We Gaudiya Vaishnavas accept Sri Chaitanya Mahaprabhu as Krishna Himself on the authority of the Vedic scriptures and the testimony of His superbly qualified associates. Krishna descended as Chaitanya Mahaprabhu for a variety of purposes, a chief one being to introduce the spiritual practice for this age as recommended in the Vedic scriptures, namely the congregational chanting of God’s holy names.

While chanting constitutes the core of Lord Chaitanya’s teachings, He also gave elaborate instructions on theology to some of His disciples, including the brothers Rupa Goswami and Sanatana Goswami, who wrote many books based what Lord Chaitanya taught. They also deputed their nephew Jiva Goswami to firmly establish the philosophical underpinnings of Lord Chaitanya’s movement. He dedicated his life to that task by writing many books and scriptural commentaries, his chief work being the shat-sandarbha, or “Six Treatises.”

This work is also known as the Bhagavata-sandarbha because it presents the philosophy and theology of Srimad-Bhagavatam. In Tattva-sandarbha, the first of the six Sandarbhas, Sri Jiva presents a series of arguments for why the Bhagavatam is the ultimate book of Vedic revelation and is thus the authority on which he will make his points throughout the Bhagavata-sandarbha.

Srila Prabhupada often extolled the books of Jiva Goswami and his uncles, declaring them unequaled in religious history. No other works have revealed as much about God, whether in depth, breadth, clarity, or nuance.

The second of the six Sandarbhas is the Bhagavat-sandarbha. Bhagavat here refers to Bhagavan. In this book Jiva Goswami cites the Bhagavatam and other authoritative scriptures to define “Bhagavan” as the original person, the source of unlimited energies and expansions. In his third book, Paramatma-sandarbha, he discusses Bhagavan’s energies (the living entities and the material world) and expansions, specifically the three Vishnus involved in the material creation: Karanodakashayi, Garbhodakashayi, and Kshirodakashayi.

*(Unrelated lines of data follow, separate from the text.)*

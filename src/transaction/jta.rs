// ============================================================================
// JTA boundary: status values, synchronizations and an in-process platform
// ============================================================================

use std::collections::HashMap;
use std::fmt;
use std::sync::{Arc, Mutex};
use std::thread::{self, ThreadId};

use log::{debug, warn};
use tracing::{Level, event};

use crate::core::{OrmError, Result};

use super::TransactionId;

#[derive(Debug, Clone, Copy, PartialEq, Eq)]
pub enum JtaStatus {
    Active,
    MarkedRollback,
    Preparing,
    Committing,
    Committed,
    RollingBack,
    RolledBack,
    Unknown,
    NoTransaction,
}

impl JtaStatus {
    pub fn is_active(&self) -> bool {
        matches!(self, JtaStatus::Active)
    }

    pub fn is_committed(&self) -> bool {
        matches!(self, JtaStatus::Committed)
    }

    pub fn is_rollback(&self) -> bool {
        matches!(
            self,
            JtaStatus::MarkedRollback | JtaStatus::RollingBack | JtaStatus::RolledBack
        )
    }
}

impl fmt::Display for JtaStatus {
    fn fmt(&self, f: &mut fmt::Formatter<'_>) -> fmt::Result {
        let name = match self {
            JtaStatus::Active => "ACTIVE",
            JtaStatus::MarkedRollback => "MARKED_ROLLBACK",
            JtaStatus::Preparing => "PREPARING",
            JtaStatus::Committing => "COMMITTING",
            JtaStatus::Committed => "COMMITTED",
            JtaStatus::RollingBack => "ROLLING_BACK",
            JtaStatus::RolledBack => "ROLLED_BACK",
            JtaStatus::Unknown => "UNKNOWN",
            JtaStatus::NoTransaction => "NO_TRANSACTION",
        };
        f.write_str(name)
    }
}

/// Callback object registered with a JTA transaction. The platform calls
/// `before_completion` then `after_completion(status)`, possibly from a
/// thread other than the one that registered it.
pub trait Synchronization: Send + Sync {
    fn before_completion(&self) -> Result<()>;

    fn after_completion(&self, status: JtaStatus) -> Result<()>;
}

/// Access to the transaction manager of the environment.
pub trait JtaPlatform: Send + Sync {
    /// Transaction bound to the calling thread.
    fn current_transaction(&self) -> Option<TransactionId>;

    fn status(&self, transaction: TransactionId) -> Result<JtaStatus>;

    fn register_synchronization(&self, transaction: TransactionId, synchronization: Arc<dyn Synchronization>)
    -> Result<()>;

    fn set_rollback_only(&self, transaction: TransactionId) -> Result<()>;
}

struct JtaTransaction {
    status: JtaStatus,
    synchronizations: Vec<Arc<dyn Synchronization>>,
}

/// In-process transaction manager. Transactions are bound to the thread
/// that begins them; any thread may complete them, as a reaper would.
#[derive(Default)]
pub struct LocalJtaPlatform {
    transactions: Mutex<HashMap<TransactionId, JtaTransaction>>,
    bound: Mutex<HashMap<ThreadId, TransactionId>>,
}

impl fmt::Debug for LocalJtaPlatform {
    fn fmt(&self, f: &mut fmt::Formatter<'_>) -> fmt::Result {
        f.debug_struct("LocalJtaPlatform").finish_non_exhaustive()
    }
}

impl LocalJtaPlatform {
    pub fn new() -> Self {
        Self::default()
    }

    /// Start a transaction bound to the calling thread.
    pub fn begin(&self) -> Result<TransactionId> {
        let thread = thread::current().id();
        let mut bound = self.bound.lock()?;
        if bound.contains_key(&thread) {
            return Err(OrmError::Transaction("Thread is already associated with a transaction".into()));
        }
        let id = TransactionId::new();
        self.transactions.lock()?.insert(
            id,
            JtaTransaction {
                status: JtaStatus::Active,
                synchronizations: Vec::new(),
            },
        );
        bound.insert(thread, id);
        debug!("Began JTA transaction {}", id);
        Ok(id)
    }

    /// Run the two-phase completion: before-completion callbacks, then
    /// after-completion with the final status. A failing callback turns the
    /// commit into a rollback and the failure is returned.
    pub fn commit(&self, transaction: TransactionId) -> Result<()> {
        let (status, synchronizations) = self.take(transaction)?;
        if status == JtaStatus::MarkedRollback {
            self.finish(transaction, JtaStatus::RolledBack, &synchronizations)?;
            return Err(OrmError::Transaction(format!(
                "Transaction {} was marked for rollback only",
                transaction
            )));
        }
        self.set_status(transaction, JtaStatus::Preparing)?;

        let mut failure = None;
        for synchronization in &synchronizations {
            if let Err(err) = synchronization.before_completion() {
                event!(Level::ERROR, error = %err, transaction = %transaction, "before_completion failed");
                failure = Some(err);
                break;
            }
        }
        let outcome = if failure.is_some() {
            JtaStatus::RolledBack
        } else {
            JtaStatus::Committed
        };
        let after = self.finish(transaction, outcome, &synchronizations);
        match failure {
            Some(err) => Err(err),
            None => after,
        }
    }

    /// Roll back from whichever thread calls this.
    pub fn rollback(&self, transaction: TransactionId) -> Result<()> {
        let (_, synchronizations) = self.take(transaction)?;
        self.set_status(transaction, JtaStatus::RollingBack)?;
        self.finish(transaction, JtaStatus::RolledBack, &synchronizations)
    }

    fn take(&self, transaction: TransactionId) -> Result<(JtaStatus, Vec<Arc<dyn Synchronization>>)> {
        let transactions = self.transactions.lock()?;
        let txn = transactions
            .get(&transaction)
            .ok_or_else(|| OrmError::TransactionStatusCheck(format!("Unknown transaction {}", transaction)))?;
        if !matches!(txn.status, JtaStatus::Active | JtaStatus::MarkedRollback) {
            return Err(OrmError::Transaction(format!(
                "Transaction {} is {}",
                transaction, txn.status
            )));
        }
        Ok((txn.status, txn.synchronizations.clone()))
    }

    fn set_status(&self, transaction: TransactionId, status: JtaStatus) -> Result<()> {
        if let Some(txn) = self.transactions.lock()?.get_mut(&transaction) {
            txn.status = status;
        }
        Ok(())
    }

    /// Every synchronization sees after-completion even when one fails;
    /// the first failure is returned.
    fn finish(
        &self,
        transaction: TransactionId,
        status: JtaStatus,
        synchronizations: &[Arc<dyn Synchronization>],
    ) -> Result<()> {
        self.set_status(transaction, status)?;
        self.bound.lock()?.retain(|_, bound| *bound != transaction);
        self.transactions.lock()?.remove(&transaction);

        let mut first_error = None;
        for synchronization in synchronizations {
            if let Err(err) = synchronization.after_completion(status) {
                warn!("after_completion failed for {}: {}", transaction, err);
                first_error.get_or_insert(err);
            }
        }
        event!(Level::DEBUG, transaction = %transaction, status = %status, "JTA transaction completed");
        first_error.map_or(Ok(()), Err)
    }
}

impl JtaPlatform for LocalJtaPlatform {
    fn current_transaction(&self) -> Option<TransactionId> {
        let thread = thread::current().id();
        self.bound.lock().ok().and_then(|bound| bound.get(&thread).copied())
    }

    fn status(&self, transaction: TransactionId) -> Result<JtaStatus> {
        Ok(self
            .transactions
            .lock()?
            .get(&transaction)
            .map_or(JtaStatus::NoTransaction, |txn| txn.status))
    }

    fn register_synchronization(
        &self,
        transaction: TransactionId,
        synchronization: Arc<dyn Synchronization>,
    ) -> Result<()> {
        let mut transactions = self.transactions.lock()?;
        let txn = transactions
            .get_mut(&transaction)
            .ok_or_else(|| OrmError::TransactionStatusCheck(format!("Unknown transaction {}", transaction)))?;
        if !matches!(txn.status, JtaStatus::Active | JtaStatus::MarkedRollback) {
            return Err(OrmError::Transaction(format!(
                "Cannot register a synchronization with {} transaction {}",
                txn.status, transaction
            )));
        }
        txn.synchronizations.push(synchronization);
        Ok(())
    }

    fn set_rollback_only(&self, transaction: TransactionId) -> Result<()> {
        let mut transactions = self.transactions.lock()?;
        let txn = transactions
            .get_mut(&transaction)
            .ok_or_else(|| OrmError::TransactionStatusCheck(format!("Unknown transaction {}", transaction)))?;
        txn.status = JtaStatus::MarkedRollback;
        Ok(())
    }
}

The highest conception of God in what are considered the world’s three great monotheistic traditions – Judaism, Christianity, and Islam – is of God as the creator. They don’t go beyond that to an understanding of Bhagavan, “the Supreme Personality of Godhead” in our terminology. And more specifically, they don’t know that Krishna is Bhagavan. Sri Jiva’s fourth book, Krishna-sandarbha, presents the evidence in support of Krishna’s ultimacy. The fifth and sixth books (Bhakti- and Priti-sandarbha) are, respectively, about devotional service to Krishna and pure love for Him.

Using material logic, people sometimes challenge, “Well, who created God?”

Jiva Goswami could reply, “Bhagavan Sri Krishna did.”

Of course, the creator Vishnus are eternal expansions of Krishna, so they are God as well. But the point is that what Chaitanya Mahaprabhu taught is a vastly expanded, up-close-and-personal picture of God.

Krishna theology is still mostly unknown today, by the public and even among theologians. Scholars may gain academic expertise related to Krishna, but unless they are seekers as well as scholars, their detached academic perspective tends to impede the spiritual benefit they might otherwise gain by learning about Krishna.

Still, Srila Prabhupada was always pleased to hear scholarly appreciation of his books, which strictly adhere to the teachings of Sri Jiva and the other Goswamis. Professors gain spiritual merit by giving their students access to Prabhupada’s enlightening books, which may inspire students to inquire further about Krishna.

Prabhupada encouraged his disciples to introduce as many people as possible to Krishna through his books. He saw that people were abandoning religion, and he was confident that if they got acquainted with Bhagavan Sri Krishna, the Supreme Personality of Godhead – His qualities, pastimes, associates, and so on – their natural spiritual inclinations would be awakened.